From the satanic black metal of Gummo to the pill-popping synth of Trainspotting, these are the scores that reshaped the landscape of music
Music and film have long been creative bedfellows. Whether it’s new faces in electronica trying to make the same synth-soaked shapes as Nicolas Winding Refn’s iconic soundtrack to Drive, or a slew of musicians trying to channel the spirit of director David Lynch, it’s hard to imagine the influence of one without the other. No era is this clearer than in the ever-imitated 90s, a decade that gave birth to some of the greatest film soundtracks of all time. To celebrate this explosive moment for pop culture, we’ve sifted through our cult filmic favourites to find the ones that altered the course of music forever. And while they're not all here (we'd be here all day) these are the ones we felt burned the brightest.
With its grainy home-movie aesthetic, outlandish vaudevillian influences and decidedly anti-romantic depiction of America, Harmony Korine’s 1997 weirdo cult classic Gummo is considered innovative in every sense of the word. Needless to say, its erratic soundtrack plays no small part in its predication for originality. From the blood-curdling screams of Nifelheim, the pummelling black metal of Brujeria and the camp, horror-gore of The Electric Hellfire Club, the Gummo soundtrack channelled a kind of satanic darkness from beginning to end, and tapped into the American metal underground, kick-starting a wide-spread obsession with the genre that has lasted for decades. Madonna, Buddy Holly and Roy Orbison also make appearances, injecting a dose of all-American pop hits into the film’s stormy landscape.
Cinematic auteur Wes Anderson has always displayed an insane attention to detail, and this extends to his film soundtracks. In fact, his musical choices are so admired that one anonymous super-fan made an exhaustive, 166-track playlist of almost every song that has appeared in the director's eight-film ouvre. However, it was the eclectic soundtrack to 1998’s Rushmore that really made its mark. The combination of ex-Devo new wave king Mark Mothersbaugh’s original film score and a slew of British invasion classics (The Kinks, The Rolling Stones, John Lennon) created a difference in tone that would influence the musical landscape to follow, with bands like Grizzly Bear and The Dirty Projectors following in it’s immaculately eccentric steps.
LOST HIGHWAY (1997)
This neo-noir psychological thriller from renowned surrealist David Lynch was sewn together with feverish, alienating complexities, making it one of his harder-to-follow cinematic creations. However, it was the soundtrack that really elevated the film to cult status. Produced by Trent Reznor of Nine Inch Nails, the music plunged the film into total darkness via the industrial, razor-sharp sounds of Marilyn Manson, Rammstein and original compositions from Reznor himself. Reznor would go on to be regarded as one of the most influential artists in music, and this soundtrack marked one of his first musical forays into film. His deep baritone vocals, sample-soaked industrial shapes and gothic predications would go on to be imitated time and time again, and Lost Highway embodies this style perfectly.

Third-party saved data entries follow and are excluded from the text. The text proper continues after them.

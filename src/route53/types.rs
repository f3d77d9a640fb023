// Copyright (c) 2025 Erick Bourgeois, firestoned
// SPDX-License-Identifier: MIT

//! Provider-side shapes the zone lifecycle core depends on.

use std::fmt;

/// A hosted zone as returned by the provider's zone listing.
#[derive(Clone, Debug, PartialEq, Eq)]
pub struct HostedZoneSummary {
    /// Provider id, without the `/hostedzone/` prefix
    pub id: String,
    /// Canonical zone name (with trailing dot)
    pub name: String,
}

/// The authoritative name servers the provider assigned to a hosted zone.
///
/// Assigned once at zone creation and immutable for the zone's lifetime.
#[derive(Clone, Debug, Default, PartialEq, Eq)]
pub struct DelegationSet {
    /// Provider id of the delegation set, if it has one
    pub id: Option<String>,
    /// Name servers in provider order
    pub name_servers: Vec<String>,
}

/// Result of a successful zone creation.
#[derive(Clone, Debug, PartialEq, Eq)]
pub struct CreatedZone {
    pub id: String,
    pub delegation_set: DelegationSet,
}

/// A hosted zone known to exist after an ensure step, whether it was
/// created or found.
#[derive(Clone, Debug, PartialEq, Eq)]
pub struct EnsuredZone {
    /// Provider id, without the `/hostedzone/` prefix
    pub id: String,
    pub delegation_set: DelegationSet,
}

impl From<CreatedZone> for EnsuredZone {
    fn from(created: CreatedZone) -> Self {
        Self {
            id: created.id,
            delegation_set: created.delegation_set,
        }
    }
}

/// Record types the operator manages.
#[derive(Clone, Copy, Debug, PartialEq, Eq, Hash, PartialOrd, Ord)]
pub enum RecordType {
    /// Name server delegation
    Ns,
}

impl RecordType {
    #[must_use]
    pub fn as_str(self) -> &'static str {
        match self {
            Self::Ns => "NS",
        }
    }
}

impl fmt::Display for RecordType {
    fn fmt(&self, f: &mut fmt::Formatter<'_>) -> fmt::Result {
        f.write_str(self.as_str())
    }
}

/// A resource record set keyed by `(name, type)` within a zone.
#[derive(Clone, Debug, PartialEq, Eq)]
pub struct ResourceRecordSet {
    pub name: String,
    pub record_type: RecordType,
    pub ttl: Option<i64>,
    pub values: Vec<String>,
}

impl ResourceRecordSet {
    /// Build an NS record set delegating `name` to `name_servers`.
    #[must_use]
    pub fn ns(name: &str, ttl: i64, name_servers: &[String]) -> Self {
        Self {
            name: name.to_string(),
            record_type: RecordType::Ns,
            ttl: Some(ttl),
            values: name_servers.to_vec(),
        }
    }

    /// True if both sets hold the same values, ignoring order, case and trailing dots.
    #[must_use]
    pub fn has_same_values(&self, values: &[String]) -> bool {
        let normalize = |items: &[String]| {
            let mut normalized: Vec<String> = items
                .iter()
                .map(|v| v.trim_end_matches('.').to_ascii_lowercase())
                .collect();
            normalized.sort();
            normalized
        };
        normalize(&self.values) == normalize(values)
    }
}

/// Change action inside a record set change batch.
#[derive(Clone, Copy, Debug, PartialEq, Eq)]
pub enum ChangeAction {
    Create,
    Delete,
}

impl ChangeAction {
    #[must_use]
    pub fn as_str(self) -> &'static str {
        match self {
            Self::Create => "CREATE",
            Self::Delete => "DELETE",
        }
    }
}

impl fmt::Display for ChangeAction {
    fn fmt(&self, f: &mut fmt::Formatter<'_>) -> fmt::Result {
        f.write_str(self.as_str())
    }
}

/// One entry of an atomic change batch.
#[derive(Clone, Debug, PartialEq, Eq)]
pub struct RecordSetChange {
    pub action: ChangeAction,
    pub record_set: ResourceRecordSet,
}

impl RecordSetChange {
    #[must_use]
    pub fn create(record_set: ResourceRecordSet) -> Self {
        Self {
            action: ChangeAction::Create,
            record_set,
        }
    }

    #[must_use]
    pub fn delete(record_set: ResourceRecordSet) -> Self {
        Self {
            action: ChangeAction::Delete,
            record_set,
        }
    }
}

The synth-stuffed soundtrack that burned so brightly in Danny Boyle’s grimy, heroin-addled adaptation of Irvine Welsh’s novel of the same name catapulted the dark, glistening sounds of British club culture to American shores and defined an era full to the brim with drugs and a fast-changing musical landscape. It also became known for giving old classics new meanings; a Sleeper rework of Blondie’s “Atomic” gaining new life as a climactic sex anthem and Blur’s bleak deep cut “Sing” becoming the sound of empty-hearted grief and the nightmare of withdrawal.
THE DOOM GENERATION (1995)
Gregg Araki’s much-loved teen epic The Doom Generation defined disaffected youth and quickly garnered a loyal cult following, propped up by its eyebrow-cocking dark humour and the chaotic, surrealist universe it inhabited. The film’s enduring legacy is not only down to its stylistic appeal and norm-defying themes, but also because of its soundtrack, a mish-mash of bands like Aphex Twin, Nine Inch Nails and Jesus and Mary Chain, who all embodied the darkness of the film, and the darkness of the 90s, in one fell swoop. Industrial 80s trio Skinny Puppy also make a cameo as a homophobic ‘gang of goons’, elevating the film from cult classic to music-nodding masterpiece.